**Given records**
********

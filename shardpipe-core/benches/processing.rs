//! Benchmarks for hashing and chunk processors
//!
//! Run with: cargo bench --package shardpipe-core --bench processing

use bytes::Bytes;
use criterion::{black_box, criterion_group, criterion_main, BenchmarkId, Criterion, Throughput};
use shardpipe_core::crypto::{new_hasher, HashType};
use shardpipe_core::processing::{
    processor_constructor, CompressionMode, CompressionType, EncryptionType,
};

/// Compressible test data of specified size
fn generate_data(size: usize) -> Vec<u8> {
    (0..size).map(|i| ((i / 7) % 64) as u8).collect()
}

fn format_size(size: usize) -> String {
    if size >= 1024 * 1024 {
        format!("{}MB", size / (1024 * 1024))
    } else {
        format!("{}KB", size / 1024)
    }
}

/// Benchmark every hash algorithm, keyed and unkeyed
fn bench_hashers(c: &mut Criterion) {
    let data = generate_data(1024 * 1024);
    let mut group = c.benchmark_group("hash_1MB");
    group.throughput(Throughput::Bytes(data.len() as u64));

    for hash_type in HashType::ALL {
        for (label, key) in [("plain", &b""[..]), ("keyed", &b"0123456789abcdef"[..])] {
            let mut hasher = new_hasher(hash_type.name(), key).unwrap();
            group.bench_function(format!("{}/{}", hash_type, label), |b| {
                b.iter(|| hasher.hash(black_box(&data)))
            });
        }
    }

    group.finish();
}

/// Benchmark write-then-read through each processor configuration
fn bench_processors(c: &mut Criterion) {
    let key = b"01234567890123456789012345678901".to_vec();
    let configs = [
        ("snappy", CompressionType::Snappy, CompressionMode::Default, Vec::new()),
        ("lz4", CompressionType::Lz4, CompressionMode::Default, Vec::new()),
        ("gzip", CompressionType::Gzip, CompressionMode::BestSpeed, Vec::new()),
        ("aes256", CompressionType::Snappy, CompressionMode::Disabled, key.clone()),
        ("lz4+aes256", CompressionType::Lz4, CompressionMode::Default, key),
    ];

    let mut group = c.benchmark_group("processor_roundtrip");
    for size in [64 * 1024, 1024 * 1024] {
        let data = Bytes::from(generate_data(size));
        group.throughput(Throughput::Bytes(size as u64));

        for (name, kind, mode, key) in configs.iter().cloned() {
            let constructor = processor_constructor((kind, mode), (EncryptionType::Aes, key));
            let mut processor = constructor().unwrap();
            group.bench_with_input(
                BenchmarkId::new(name, format_size(size)),
                &data,
                |b, data| {
                    b.iter(|| {
                        let stored = processor.write_process(black_box(data.clone())).unwrap();
                        processor.read_process(stored).unwrap()
                    })
                },
            );
        }
    }
    group.finish();
}

criterion_group!(benches, bench_hashers, bench_processors);
criterion_main!(benches);
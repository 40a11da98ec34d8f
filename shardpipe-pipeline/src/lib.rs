//! ShardPipe Pipeline
//!
//! Turns byte streams into chunk lists stored on a shard cluster:
//! - Chunk storages: random, replicated and erasure-coded placement
//! - Pipelines: single object, async splitter and dev-null
//! - Configuration and a factory building a pipeline from it

pub mod config;
pub mod factory;
pub mod pipeline;
pub mod storage;

pub use config::{
    CompressionConfig, ConfigError, DistributionConfig, EncryptionConfig, HashingConfig, PipelineConfig,
    Placement,
};
pub use factory::{new_chunk_storage, new_cluster, new_hasher_constructor, new_pipeline, new_processor_constructor};
pub use pipeline::{AsyncSplitterPipeline, DevNullPipeline, Pipeline, SingleObjectPipeline};
pub use storage::{
    ChunkStorage, DistributedChunkStorage, RandomChunkStorage, RepairError, ReplicatedChunkStorage,
};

********

**How to complete this task**
When a line in the data holds the word "CompressionMode", show that line.

**Answer**
    processor_constructor, CompressionMode, CompressionType, EncryptionType,
        ("snappy", CompressionType::Snappy, CompressionMode::Default, Vec::new()),
        ("lz4", CompressionType::Lz4, CompressionMode::Default, Vec::new()),
        ("gzip", CompressionType::Gzip, CompressionMode::BestSpeed, Vec::new()),
        ("aes256", CompressionType::Snappy, CompressionMode::Disabled, key.clone()),
        ("lz4+aes256", CompressionType::Lz4, CompressionMode::Default, key),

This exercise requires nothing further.